:: Provided records
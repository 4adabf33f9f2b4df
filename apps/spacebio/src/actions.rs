//! # Action Runner
//!
//! Runs the mock detail-overlay actions (export, share, download, citation)
//! on the tokio runtime.
//!
//! Each run marks its action Pending on the shared [`ActionBoard`], waits
//! the simulated delay under a timeout, then records the outcome. A second
//! run of the same action while one is pending is refused; other actions
//! are unaffected. Pending runs can be cancelled, which returns the action
//! to Idle.
//!
//! The outcome is recorded by the spawned task itself, so a caller that
//! goes away mid-run (a dropped HTTP request) still releases the action.

use spacebio_core::{ActionBoard, ActionDelays, ActionKind, SpaceBioError, TaskStatus};
use std::collections::BTreeMap;
use std::panic::AssertUnwindSafe;
use std::sync::Arc;
use std::time::Duration;
use tokio::sync::Mutex;
use tokio::task::AbortHandle;

/// The pending run of one action.
#[derive(Debug)]
struct Run {
    id: u64,
    abort: AbortHandle,
}

/// Board and in-flight runs, changed together under one lock.
#[derive(Debug, Default)]
struct RunnerState {
    board: ActionBoard,
    inflight: BTreeMap<ActionKind, Run>,
    next_run: u64,
}

impl RunnerState {
    /// Drop `kind`'s in-flight entry if it still belongs to run `id`.
    fn release(&mut self, kind: ActionKind, id: u64) -> bool {
        match self.inflight.get(&kind) {
            Some(run) if run.id == id => {
                self.inflight.remove(&kind);
                true
            }
            _ => false,
        }
    }
}

/// Shared runner; clones drive the same board.
#[derive(Clone)]
pub struct ActionRunner {
    state: Arc<Mutex<RunnerState>>,
    delays: ActionDelays,
    timeout: Duration,
}

impl ActionRunner {
    pub fn new(delays: ActionDelays, timeout: Duration) -> Self {
        Self {
            state: Arc::new(Mutex::new(RunnerState::default())),
            delays,
            timeout,
        }
    }

    pub fn delays(&self) -> ActionDelays {
        self.delays
    }

    pub async fn status(&self, kind: ActionKind) -> TaskStatus {
        self.state.lock().await.board.status(kind).clone()
    }

    pub async fn snapshot(&self) -> Vec<(ActionKind, TaskStatus)> {
        self.state.lock().await.board.snapshot()
    }

    /// Run `kind`, producing its payload after the simulated delay.
    pub async fn run<T, F>(&self, kind: ActionKind, produce: F) -> Result<T, SpaceBioError>
    where
        T: Send + 'static,
        F: FnOnce() -> T + Send + 'static,
    {
        // Pending and cancellable become visible together.
        let mut state = self.state.lock().await;
        state.board.begin(kind)?;
        let id = state.next_run;
        state.next_run += 1;
        tracing::debug!(action = %kind, run = id, "Action started");

        let shared = Arc::clone(&self.state);
        let delay = self.delays.for_kind(kind);
        let timeout = self.timeout;
        let handle = tokio::spawn(async move {
            let produced = tokio::time::timeout(timeout, async move {
                tokio::time::sleep(delay).await;
                std::panic::catch_unwind(AssertUnwindSafe(produce))
            })
            .await;

            let mut state = shared.lock().await;
            if !state.release(kind, id) {
                // Cancelled once the work was done; the board is no longer ours.
                return Err(SpaceBioError::ActionCancelled(kind));
            }
            match produced {
                Ok(Ok(payload)) => {
                    state.board.succeed(kind);
                    tracing::info!(action = %kind, run = id, "Action completed");
                    Ok(payload)
                }
                Ok(Err(_)) => {
                    state.board.fail(kind, "action panicked".to_string());
                    tracing::warn!(action = %kind, run = id, "Action panicked");
                    Err(SpaceBioError::ActionFailed(kind))
                }
                Err(_) => {
                    state
                        .board
                        .fail(kind, format!("timed out after {} ms", timeout.as_millis()));
                    tracing::warn!(action = %kind, run = id, "Action timed out");
                    Err(SpaceBioError::ActionTimedOut(kind))
                }
            }
        });
        state.inflight.insert(
            kind,
            Run {
                id,
                abort: handle.abort_handle(),
            },
        );
        drop(state);

        match handle.await {
            Ok(result) => result,
            // Only `cancel` aborts runs, and it has already reset the board.
            Err(e) => {
                tracing::info!(action = %kind, run = id, error = %e, "Action cancelled");
                Err(SpaceBioError::ActionCancelled(kind))
            }
        }
    }

    /// Abort a pending run. Returns false if `kind` was not running.
    pub async fn cancel(&self, kind: ActionKind) -> bool {
        let mut state = self.state.lock().await;
        let Some(run) = state.inflight.remove(&kind) else {
            return false;
        };
        run.abort.abort();
        state.board.reset(kind);
        true
    }
}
::::
Exercise directions:
When you reach the end of the data above, set it all down again unchanged.

Solution below:
repository 4adabf33f9f2b4df
filename apps/spacebio/src/actions.rs
//! # Action Runner
//!
//! Runs the mock detail-overlay actions (export, share, download, citation)
//! on the tokio runtime.
//!
//! Each run marks its action Pending on the shared [`ActionBoard`], waits
//! the simulated delay under a timeout, then records the outcome. A second
//! run of the same action while one is pending is refused; other actions
//! are unaffected. Pending runs can be cancelled, which returns the action
//! to Idle.
//!
//! The outcome is recorded by the spawned task itself, so a caller that
//! goes away mid-run (a dropped HTTP request) still releases the action.

use spacebio_core::{ActionBoard, ActionDelays, ActionKind, SpaceBioError, TaskStatus};
use std::collections::BTreeMap;
use std::panic::AssertUnwindSafe;
use std::sync::Arc;
use std::time::Duration;
use tokio::sync::Mutex;
use tokio::task::AbortHandle;

/// The pending run of one action.
#[derive(Debug)]
struct Run {
    id: u64,
    abort: AbortHandle,
}

/// Board and in-flight runs, changed together under one lock.
#[derive(Debug, Default)]
struct RunnerState {
    board: ActionBoard,
    inflight: BTreeMap<ActionKind, Run>,
    next_run: u64,
}

impl RunnerState {
    /// Drop `kind`'s in-flight entry if it still belongs to run `id`.
    fn release(&mut self, kind: ActionKind, id: u64) -> bool {
        match self.inflight.get(&kind) {
            Some(run) if run.id == id => {
                self.inflight.remove(&kind);
                true
            }
            _ => false,
        }
    }
}

/// Shared runner; clones drive the same board.
#[derive(Clone)]
pub struct ActionRunner {
    state: Arc<Mutex<RunnerState>>,
    delays: ActionDelays,
    timeout: Duration,
}

impl ActionRunner {
    pub fn new(delays: ActionDelays, timeout: Duration) -> Self {
        Self {
            state: Arc::new(Mutex::new(RunnerState::default())),
            delays,
            timeout,
        }
    }

    pub fn delays(&self) -> ActionDelays {
        self.delays
    }

    pub async fn status(&self, kind: ActionKind) -> TaskStatus {
        self.state.lock().await.board.status(kind).clone()
    }

    pub async fn snapshot(&self) -> Vec<(ActionKind, TaskStatus)> {
        self.state.lock().await.board.snapshot()
    }

    /// Run `kind`, producing its payload after the simulated delay.
    pub async fn run<T, F>(&self, kind: ActionKind, produce: F) -> Result<T, SpaceBioError>
    where
        T: Send + 'static,
        F: FnOnce() -> T + Send + 'static,
    {
        // Pending and cancellable become visible together.
        let mut state = self.state.lock().await;
        state.board.begin(kind)?;
        let id = state.next_run;
        state.next_run += 1;
        tracing::debug!(action = %kind, run = id, "Action started");

        let shared = Arc::clone(&self.state);
        let delay = self.delays.for_kind(kind);
        let timeout = self.timeout;
        let handle = tokio::spawn(async move {
            let produced = tokio::time::timeout(timeout, async move {
                tokio::time::sleep(delay).await;
                std::panic::catch_unwind(AssertUnwindSafe(produce))
            })
            .await;

            let mut state = shared.lock().await;
            if !state.release(kind, id) {
                // Cancelled once the work was done; the board is no longer ours.
                return Err(SpaceBioError::ActionCancelled(kind));
            }
            match produced {
                Ok(Ok(payload)) => {
                    state.board.succeed(kind);
                    tracing::info!(action = %kind, run = id, "Action completed");
                    Ok(payload)
                }
                Ok(Err(_)) => {
                    state.board.fail(kind, "action panicked".to_string());
                    tracing::warn!(action = %kind, run = id, "Action panicked");
                    Err(SpaceBioError::ActionFailed(kind))
                }
                Err(_) => {
                    state
                        .board
                        .fail(kind, format!("timed out after {} ms", timeout.as_millis()));
                    tracing::warn!(action = %kind, run = id, "Action timed out");
                    Err(SpaceBioError::ActionTimedOut(kind))
                }
            }
        });
        state.inflight.insert(
            kind,
            Run {
                id,
                abort: handle.abort_handle(),
            },
        );
        drop(state);

        match handle.await {
            Ok(result) => result,
            // Only `cancel` aborts runs, and it has already reset the board.
            Err(e) => {
                tracing::info!(action = %kind, run = id, error = %e, "Action cancelled");
                Err(SpaceBioError::ActionCancelled(kind))
            }
        }
    }

    /// Abort a pending run. Returns false if `kind` was not running.
    pub async fn cancel(&self, kind: ActionKind) -> bool {
        let mut state = self.state.lock().await;
        let Some(run) = state.inflight.remove(&kind) else {
            return false;
        };
        run.abort.abort();
        state.board.reset(kind);
        true
    }
}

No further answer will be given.